Stored data entries
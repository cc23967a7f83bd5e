//! Tuple buffering: per-port FIFO queues, partitioned queue containers, the
//! per-operator queue variants, and the drainers that extract ready batches.
//!
//! Queues never block on `offer`; backpressure is caller-side via the
//! advisory capacity (`offer` on a multi-threaded queue accepts only what
//! fits, and the caller retries with a bounded backoff). Only the thread
//! driving a pipeline's head operator may block waiting on its own queue,
//! through the blocking drainer pool.

mod container;
mod drainer;
mod operator;
mod pool;

pub use container::TupleQueueContainer;
pub use drainer::{
    Drainer, GreedyDrainer, MultiPortConjunctiveDrainer, MultiPortDisjunctiveDrainer,
    SinglePortDrainer,
};
pub use operator::{DefaultOperatorQueue, EmptyOperatorQueue, OperatorQueue, PartitionedOperatorQueue};
pub use pool::DrainerPool;

use sluice_api::Tuple;
use std::collections::VecDeque;
use std::sync::atomic::{AtomicBool, Ordering};
use std::sync::{Condvar, Mutex};
use std::time::{Duration, Instant};

/// Access discipline of a [`TupleQueue`].
///
/// Multi-threaded queues are offered by other pipelines' threads and drained
/// by the owner; their capacity bounds offers and their condvar supports the
/// blocking drainer pool. Single-threaded queues are internal to one
/// replica thread and treat capacity as advisory only.
#[derive(Copy, Clone, Debug, PartialEq, Eq)]
pub enum ThreadingMode {
    SingleThreaded,
    MultiThreaded,
}

#[derive(Debug)]
struct QueueInner {
    tuples: VecDeque<Tuple>,
    capacity: usize,
}

/// A FIFO of tuples for one input port.
#[derive(Debug)]
pub struct TupleQueue {
    multi_threaded: AtomicBool,
    inner: Mutex<QueueInner>,
    available: Condvar,
}

impl TupleQueue {
    pub fn new(mode: ThreadingMode, capacity: usize) -> Self {
        Self {
            multi_threaded: AtomicBool::new(mode == ThreadingMode::MultiThreaded),
            inner: Mutex::new(QueueInner {
                tuples: VecDeque::new(),
                capacity,
            }),
            available: Condvar::new(),
        }
    }

    pub fn mode(&self) -> ThreadingMode {
        if self.multi_threaded.load(Ordering::Acquire) {
            ThreadingMode::MultiThreaded
        } else {
            ThreadingMode::SingleThreaded
        }
    }

    /// Switches the access discipline in place, keeping buffered tuples.
    /// Used when pipelines are merged or split.
    pub fn switch_threading_mode(&self, mode: ThreadingMode) {
        self.multi_threaded
            .store(mode == ThreadingMode::MultiThreaded, Ordering::Release);
    }

    /// Appends as many tuples as capacity allows, removing the accepted
    /// prefix from `tuples`. Returns the accepted count. Single-threaded
    /// queues accept everything.
    pub fn offer(&self, tuples: &mut Vec<Tuple>) -> usize {
        let mut inner = self.inner.lock().unwrap();
        let accepted = if self.multi_threaded.load(Ordering::Acquire) {
            inner.capacity.saturating_sub(inner.tuples.len()).min(tuples.len())
        } else {
            tuples.len()
        };
        inner.tuples.extend(tuples.drain(..accepted));
        if accepted > 0 {
            self.available.notify_all();
        }
        accepted
    }

    /// Appends all tuples regardless of capacity.
    pub fn force_offer(&self, tuples: impl IntoIterator<Item = Tuple>) {
        let mut inner = self.inner.lock().unwrap();
        inner.tuples.extend(tuples);
        self.available.notify_all();
    }

    /// Appends a single tuple regardless of capacity.
    pub fn push(&self, tuple: Tuple) {
        let mut inner = self.inner.lock().unwrap();
        inner.tuples.push_back(tuple);
        self.available.notify_all();
    }

    /// Removes and returns up to `count` tuples.
    pub fn poll(&self, count: usize) -> Vec<Tuple> {
        let mut inner = self.inner.lock().unwrap();
        let take = count.min(inner.tuples.len());
        inner.tuples.drain(..take).collect()
    }

    /// Removes and returns exactly `count` tuples, or nothing if fewer are
    /// buffered.
    pub fn poll_exact(&self, count: usize) -> Option<Vec<Tuple>> {
        let mut inner = self.inner.lock().unwrap();
        if inner.tuples.len() < count {
            return None;
        }
        Some(inner.tuples.drain(..count).collect())
    }

    /// Removes and returns everything buffered.
    pub fn poll_all(&self) -> Vec<Tuple> {
        let mut inner = self.inner.lock().unwrap();
        inner.tuples.drain(..).collect()
    }

    pub fn size(&self) -> usize {
        self.inner.lock().unwrap().tuples.len()
    }

    pub fn is_empty(&self) -> bool {
        self.inner.lock().unwrap().tuples.is_empty()
    }

    /// Discards all buffered tuples, returning how many were dropped.
    pub fn clear(&self) -> usize {
        let mut inner = self.inner.lock().unwrap();
        let dropped = inner.tuples.len();
        inner.tuples.clear();
        dropped
    }

    pub fn capacity(&self) -> usize {
        self.inner.lock().unwrap().capacity
    }

    /// Grows the capacity to at least `capacity`; never shrinks.
    pub fn ensure_capacity(&self, capacity: usize) {
        let mut inner = self.inner.lock().unwrap();
        if capacity > inner.capacity {
            inner.capacity = capacity;
        }
    }

    /// Waits until at least `count` tuples are buffered or `timeout`
    /// elapses. Returns whether the size condition holds on return.
    pub fn await_size(&self, count: usize, timeout: Duration) -> bool {
        let deadline = Instant::now() + timeout;
        let mut inner = self.inner.lock().unwrap();
        while inner.tuples.len() < count {
            let now = Instant::now();
            if now >= deadline {
                return false;
            }
            let (guard, wait) = self
                .available
                .wait_timeout(inner, deadline - now)
                .unwrap();
            inner = guard;
            if wait.timed_out() {
                return inner.tuples.len() >= count;
            }
        }
        true
    }
}

#[cfg(test)]
mod test {
    use super::*;
    use sluice_api::Tuple;
    use std::sync::Arc;
    use std::thread;

    fn tuples(n: usize) -> Vec<Tuple> {
        (0..n).map(|i| Tuple::of("n", i as i64)).collect()
    }

    #[test]
    fn multi_threaded_offer_respects_capacity() {
        let queue = TupleQueue::new(ThreadingMode::MultiThreaded, 3);
        let mut batch = tuples(5);
        assert_eq!(queue.offer(&mut batch), 3);
        assert_eq!(batch.len(), 2);
        assert_eq!(queue.size(), 3);

        queue.ensure_capacity(5);
        assert_eq!(queue.offer(&mut batch), 2);
        assert!(batch.is_empty());
    }

    #[test]
    fn single_threaded_offer_ignores_capacity() {
        let queue = TupleQueue::new(ThreadingMode::SingleThreaded, 2);
        let mut batch = tuples(10);
        assert_eq!(queue.offer(&mut batch), 10);
    }

    #[test]
    fn poll_exact_leaves_data_when_unsatisfied() {
        let queue = TupleQueue::new(ThreadingMode::SingleThreaded, 16);
        queue.force_offer(tuples(2));
        assert!(queue.poll_exact(3).is_none());
        assert_eq!(queue.size(), 2);
        assert_eq!(queue.poll_exact(2).unwrap().len(), 2);
        assert!(queue.is_empty());
    }

    #[test]
    fn poll_preserves_offer_order() {
        let queue = TupleQueue::new(ThreadingMode::SingleThreaded, 16);
        queue.force_offer(tuples(4));
        let polled = queue.poll_all();
        let values: Vec<i64> = polled
            .iter()
            .map(|t| t.get("n").unwrap().as_int().unwrap())
            .collect();
        assert_eq!(values, vec![0, 1, 2, 3]);
    }

    #[test]
    fn await_size_wakes_on_offer() {
        let queue = Arc::new(TupleQueue::new(ThreadingMode::MultiThreaded, 16));
        let producer = {
            let queue = Arc::clone(&queue);
            thread::spawn(move || {
                thread::sleep(Duration::from_millis(20));
                queue.force_offer(tuples(2));
            })
        };
        assert!(queue.await_size(2, Duration::from_secs(5)));
        producer.join().unwrap();
    }

    #[test]
    fn await_size_times_out() {
        let queue = TupleQueue::new(ThreadingMode::MultiThreaded, 16);
        assert!(!queue.await_size(1, Duration::from_millis(10)));
    }
}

Exercise details: Please, from the entries above, set down exactly the lines from the one containing "use std::collections::VecDeque;" through the one containing "as advisory only.", and only those.

Solved problem:
use std::collections::VecDeque;
use std::sync::atomic::{AtomicBool, Ordering};
use std::sync::{Condvar, Mutex};
use std::time::{Duration, Instant};

/// Access discipline of a [`TupleQueue`].
///
/// Multi-threaded queues are offered by other pipelines' threads and drained
/// by the owner; their capacity bounds offers and their condvar supports the
/// blocking drainer pool. Single-threaded queues are internal to one
/// replica thread and treat capacity as advisory only.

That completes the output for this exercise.